Authors: Bohang Sun, Yongjian Deng, Yuena Lin, Qiuru Hai, Zhen Yang, Gengyu Lyu

AAAI 2025 | Venue PDF | Archive PDF | Plain Text | LLM Run Details

Reproducibility Variable Result LLM Response
Research Type Experimental Extensive experiments on various datasets have demonstrated the effectiveness of our proposed method on clustering federated multi-view data. ... Experiments Experimental Settings Datasets We employ six widely-used multi-view datasets for comparative studies... The Compared Methods In order to verify the effectiveness of our proposed MGCD, we employ eight state-of-the-art multi-view clustering methods for comparative experiments... Metrics There are four widely-used metrics applied to quantitatively evaluate the performance of multi-view clustering methods... Ablation Study. We conduct two series of ablation studies from the perspective of loss functions and model components.
Researcher Affiliation Collaboration Bohang Sun1, Yongjian Deng1, Yuena Lin1,2, Qiuru Hai1, Zhen Yang1, Gengyu Lyu1* 1College of Computer Science, Beijing University of Technology 2Idealism Beijing Technology Co., Ltd. EMAIL, EMAIL, EMAIL, EMAIL, EMAIL, EMAIL
Pseudocode Yes Algorithm 1: The Training Process of MGCD.
Open Source Code No The paper states: "all compared methods are implemented according to the source codes released by the authors", but this refers to the source code of other methods, not the code for the method proposed in this paper. There is no explicit statement or link provided for the code related to MGCD.
Open Datasets Yes Datasets We employ six widely-used multi-view datasets for comparative studies, including Mfeat (Wang, Yang, and Liu 2019), Scene (Fei-Fei and Perona 2005), Aloi (Li et al. 2023), Animal (Li et al. 2016), Cifar10 (Zhang et al. 2018) and Noisy MNIST (Peng et al. 2019). The specific characteristics of these datasets are recorded in Table 1.

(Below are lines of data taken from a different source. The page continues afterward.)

//! 주간 리밸런스 달력 유틸리티.
//!
//! 거래일 시퀀스를 금요일 마감 기준의 주(W-FRI)로 묶습니다.
//! 같은 앵커(해당 주의 금요일)를 가진 날짜는 같은 주에 속하며,
//! 리밸런스는 앵커가 바뀐 첫 거래일에 실행됩니다.

use chrono::{Datelike, Duration, NaiveDate, Weekday};

/// 날짜가 속한 주의 앵커(그 주 금요일)를 반환합니다.
///
/// 토/일요일은 다음 금요일로 앵커됩니다.
pub fn week_anchor(date: NaiveDate) -> NaiveDate {
    let days_ahead = (Weekday::Fri.num_days_from_monday() + 7
        - date.weekday().num_days_from_monday())
        % 7;
    date + Duration::days(days_ahead as i64)
}

/// 두 날짜가 서로 다른 주에 속하는지 확인합니다.
pub fn starts_new_week(prev: NaiveDate, cur: NaiveDate) -> bool {
    week_anchor(prev) != week_anchor(cur)
}

/// 정렬된 거래일 시퀀스에서 리밸런스 날짜의 인덱스를 반환합니다.
///
/// 직전 거래일과 다른 주에 속하는 첫 거래일이 리밸런스 날짜입니다.
/// 첫 번째 날짜는 직전 주가 없으므로 절대 포함되지 않습니다.
pub fn rebalance_indices(dates: &[NaiveDate]) -> Vec<usize> {
    dates
        .windows(2)
        .enumerate()
        .filter(|(_, w)| starts_new_week(w[0], w[1]))
        .map(|(i, _)| i + 1)
        .collect()
}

Dataset Splits No The paper mentions training on "mini-batches of size 256" but does not specify how the overall datasets (Mfeat, Scene, Aloi, Animal, Cifar10, Noisy MNIST) were split into training, validation, or test sets for reproduction.

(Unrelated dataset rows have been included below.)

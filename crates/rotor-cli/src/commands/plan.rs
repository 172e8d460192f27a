//! 주간 플랜 생성 명령.

use rotor_core::AppConfig;
use rotor_paper::{
    write_plan_csv, AccountRepository, JsonFileRepository, PaperAccount, PaperEngine,
    PaperEngineConfig,
};
use rust_decimal::Decimal;

use super::backtest::load_universe_series;

/// 최신 데이터 기준 다음 주 주문 계획을 출력하고 CSV로 저장합니다.
pub async fn run(config: &AppConfig) -> anyhow::Result<()> {
    let series = load_universe_series(config)?;
    let repo = JsonFileRepository::new(&config.paper.account_path);
    let engine_config = PaperEngineConfig::from_app_config(config);
    let engine = PaperEngine::new(engine_config.clone());

    // 계좌가 없으면 초기 자본 기준 플랜을 만든다
    let account = repo
        .load()
        .await?
        .unwrap_or_else(|| PaperAccount::new(engine_config.initial_capital));

    let plan = engine.plan_weekly(&account, &series)?;

    let pct = Decimal::from(100);
    println!("\n🗓  주간 플랜 (신호일 {})", plan.signal_date);
    println!(
        "상태: {} | 승자: {} | 낙폭: {:.2}% | 평가액: {:.0}",
        plan.state,
        plan.winner_equity,
        plan.drawdown * pct,
        plan.equity_estimated
    );
    for row in &plan.rows {
        println!(
            "  {:<12} 목표 {:>6.2}% (기준가 {})",
            row.symbol,
            row.target_weight * pct,
            row.reference_price
        );
    }

    let path = write_plan_csv(&config.paper.blotter_dir, plan.signal_date, &plan.rows)?;
    println!("📁 플랜 저장: {}", path.display());

    Ok(())
}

Hardware Specification Yes All experiments are conducted on the same machine with the Intel(R) Xeon(R) Gold 6148 2.40GHz CPU, Ge Force RTX 3090 GPUs, and 512GB RAM.

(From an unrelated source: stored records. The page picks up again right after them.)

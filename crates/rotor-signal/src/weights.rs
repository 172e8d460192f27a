//! 게이트 상태별 목표 비중과 노트레이드 밴드.

use std::collections::{BTreeSet, HashMap};

use rotor_core::config::AllocationConfig;
use rotor_core::domain::{RiskState, ScoreBoard};
use rotor_core::types::Weight;
use rust_decimal::Decimal;
use tracing::debug;

/// 랭킹 1위 심볼을 선택합니다.
///
/// 1위 자산이 점수 계산 불가이거나 랭킹이 비어 있으면 폴백 심볼
/// (설정의 첫 번째 주식형 ETF)을 반환합니다.
pub fn pick_winner(board: &ScoreBoard, fallback: &str) -> String {
    match board.best() {
        Some(best) => best.symbol.clone(),
        None => {
            debug!(fallback, "점수 계산 가능한 자산이 없어 폴백 선택");
            fallback.to_string()
        }
    }
}

/// 게이트 상태에 따른 목표 비중을 계산합니다.
///
/// - `NORMAL`: 승자 ETF에 `normal_equity_weight`
/// - `DE_RISK`: 승자에 `derisk_equity_weight`, 잔여분은 방어 자산
/// - `CIRCUIT_COOLDOWN`: 방어 자산 100%
///
/// 반환 맵에는 양수 비중만 들어갑니다.
pub fn target_weights(
    state: RiskState,
    winner: &str,
    defensive: &str,
    allocation: &AllocationConfig,
) -> HashMap<String, Weight> {
    let mut weights = HashMap::new();

    match state {
        RiskState::CircuitCooldown => {
            weights.insert(defensive.to_string(), Decimal::ONE);
        }
        RiskState::DeRisk => {
            let equity = allocation.derisk_equity_weight;
            if equity > Decimal::ZERO {
                weights.insert(winner.to_string(), equity);
            }
            let rest = Decimal::ONE - equity;
            if rest > Decimal::ZERO {
                *weights.entry(defensive.to_string()).or_insert(Decimal::ZERO) += rest;
            }
        }
        RiskState::Normal => {
            let equity = allocation.normal_equity_weight;
            if equity > Decimal::ZERO {
                weights.insert(winner.to_string(), equity);
            }
        }
    }

    weights
}

/// 노트레이드 밴드를 적용한 유효 비중을 계산합니다.
///
/// 목표와 현재 비중 키의 합집합을 순회하며, 비중 차이가 `band` 미만인
/// 심볼은 현재 비중을 그대로 유지합니다. 보유 중이지만 목표에 없는
/// 심볼도 같은 규칙을 따르므로 밴드 이내의 잔여 포지션은 매도하지
/// 않습니다. 유효 비중이 0인 심볼은 결과에서 제외됩니다.
pub fn apply_no_trade_band(
    targets: &HashMap<String, Weight>,
    current: &HashMap<String, Weight>,
    band: Decimal,
) -> HashMap<String, Weight> {
    let symbols: BTreeSet<&String> = targets.keys().chain(current.keys()).collect();

    let mut effective = HashMap::new();
    for symbol in symbols {
        let target = targets.get(symbol).copied().unwrap_or(Decimal::ZERO);
        let held = current.get(symbol).copied().unwrap_or(Decimal::ZERO);
        let chosen = if (target - held).abs() < band {
            held
        } else {
            target
        };
        if chosen > Decimal::ZERO {
            effective.insert(symbol.clone(), chosen);
        }
    }
    effective
}

#[cfg(test)]
mod tests {
    use super::*;
    use rotor_core::domain::AssetScore;
    use rust_decimal_macros::dec;

    fn score(symbol: &str, s: Decimal) -> AssetScore {
        AssetScore {
            symbol: symbol.to_string(),
            momentum: Some(dec!(0.1)),
            volatility: Some(dec!(0.02)),
            score: Some(s),
        }
    }

    fn allocation() -> AllocationConfig {
        AllocationConfig {
            normal_equity_weight: dec!(1.0),
            derisk_equity_weight: dec!(0.5),
        }
    }

    #[test]
    fn test_pick_winner_top_scorer() {
        let board = ScoreBoard::from_scores(vec![score("A", dec!(1)), score("B", dec!(2))]);
        assert_eq!(pick_winner(&board, "FALLBACK"), "B");
    }

    #[test]
    fn test_pick_winner_fallback_when_unscorable() {
        let board = ScoreBoard::from_scores(vec![
            AssetScore::unscorable("A"),
            AssetScore::unscorable("B"),
        ]);
        assert_eq!(pick_winner(&board, "FALLBACK"), "FALLBACK");
    }

    #[test]
    fn test_pick_winner_fallback_when_empty() {
        let board = ScoreBoard::from_scores(vec![]);
        assert_eq!(pick_winner(&board, "FALLBACK"), "FALLBACK");
    }

    #[test]
    fn test_target_weights_normal() {
        let w = target_weights(RiskState::Normal, "EQ", "DEF", &allocation());
        assert_eq!(w.len(), 1);
        assert_eq!(w["EQ"], dec!(1.0));
    }

    #[test]
    fn test_target_weights_derisk_splits() {
        let w = target_weights(RiskState::DeRisk, "EQ", "DEF", &allocation());
        assert_eq!(w.len(), 2);
        assert_eq!(w["EQ"], dec!(0.5));
        assert_eq!(w["DEF"], dec!(0.5));
    }

    #[test]
    fn test_target_weights_cooldown_defensive_only() {
        let w = target_weights(RiskState::CircuitCooldown, "EQ", "DEF", &allocation());
        assert_eq!(w.len(), 1);
        assert_eq!(w["DEF"], dec!(1.0));
    }

    #[test]
    fn test_target_weights_derisk_full_equity() {
        let alloc = AllocationConfig {
            normal_equity_weight: dec!(1.0),
            derisk_equity_weight: dec!(1.0),
        };
        // 잔여분이 0이면 방어 자산 항목은 생기지 않음
        let w = target_weights(RiskState::DeRisk, "EQ", "DEF", &alloc);
        assert_eq!(w.len(), 1);
        assert_eq!(w["EQ"], dec!(1.0));
    }

    #[test]
    fn test_band_keeps_current_below_threshold() {
        let targets = HashMap::from([("A".to_string(), dec!(0.51))]);
        let current = HashMap::from([("A".to_string(), dec!(0.50))]);

        let effective = apply_no_trade_band(&targets, &current, dec!(0.02));
        assert_eq!(effective["A"], dec!(0.50));
    }

    #[test]
    fn test_band_takes_target_at_threshold() {
        let targets = HashMap::from([("A".to_string(), dec!(0.52))]);
        let current = HashMap::from([("A".to_string(), dec!(0.50))]);

        // 차이가 정확히 밴드와 같으면 거래
        let effective = apply_no_trade_band(&targets, &current, dec!(0.02));
        assert_eq!(effective["A"], dec!(0.52));
    }

    #[test]
    fn test_band_keeps_small_residual_position() {
        // 목표에 없는 보유 자산도 밴드 이내면 유지
        let targets = HashMap::from([("B".to_string(), dec!(1.0))]);
        let current = HashMap::from([
            ("A".to_string(), dec!(0.01)),
            ("B".to_string(), dec!(0.99)),
        ]);

        let effective = apply_no_trade_band(&targets, &current, dec!(0.02));
        assert_eq!(effective["A"], dec!(0.01));
        assert_eq!(effective["B"], dec!(0.99));
    }

    #[test]
    fn test_band_sells_out_above_threshold() {
        let targets = HashMap::from([("B".to_string(), dec!(1.0))]);
        let current = HashMap::from([("A".to_string(), dec!(1.0))]);

        let effective = apply_no_trade_band(&targets, &current, dec!(0.02));
        // A는 전량 매도되어 결과에서 빠짐
        assert!(!effective.contains_key("A"));
        assert_eq!(effective["B"], dec!(1.0));
    }

    #[test]
    fn test_band_zero_always_trades() {
        let targets = HashMap::from([("A".to_string(), dec!(0.5001))]);
        let current = HashMap::from([("A".to_string(), dec!(0.5))]);

        let effective = apply_no_trade_band(&targets, &current, Decimal::ZERO);
        assert_eq!(effective["A"], dec!(0.5001));
    }
}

Software Dependencies No The paper mentions using "Adam optimizer(Kingma and Ba 2014)" and "Py Torch(Paszke et al. 2019) framework" but does not specify explicit version numbers for PyTorch or other libraries, which is required for reproducible software dependencies.
Experiment Setup Yes The diversity encoder Ev d, consistency encoder Ev c and decoder Dv are formulated by four fully-connected layers and the dimensions are set to {Dv, 500, 500, 2000, 512}, {Dv, 500, 500, 2000, 512} and {512, 2000, 500, 500, Dv} respectively, where the activation function is RELU. The f v d ( ) in client is composed of a fully-connected layer with dimendisons {512, N}. To reduce the size of server model, the dimensions of fpre( ) and fpost( ) are respectively set as {N, 500, N} and {N, 500, N}, where N >> 500. At the first training epoch, we pre-train dual autoencoder 20 epochs in each client. Then, at the following training epoch, the clients and server iteratively train on mini-batches of size 256 by using Adam optimizer(Kingma and Ba 2014) with learning rate of 0.000001 in Py Torch(Paszke et al. 2019) framework. The hyperparameters γ and λ are set to 100 and 0.001 respectively.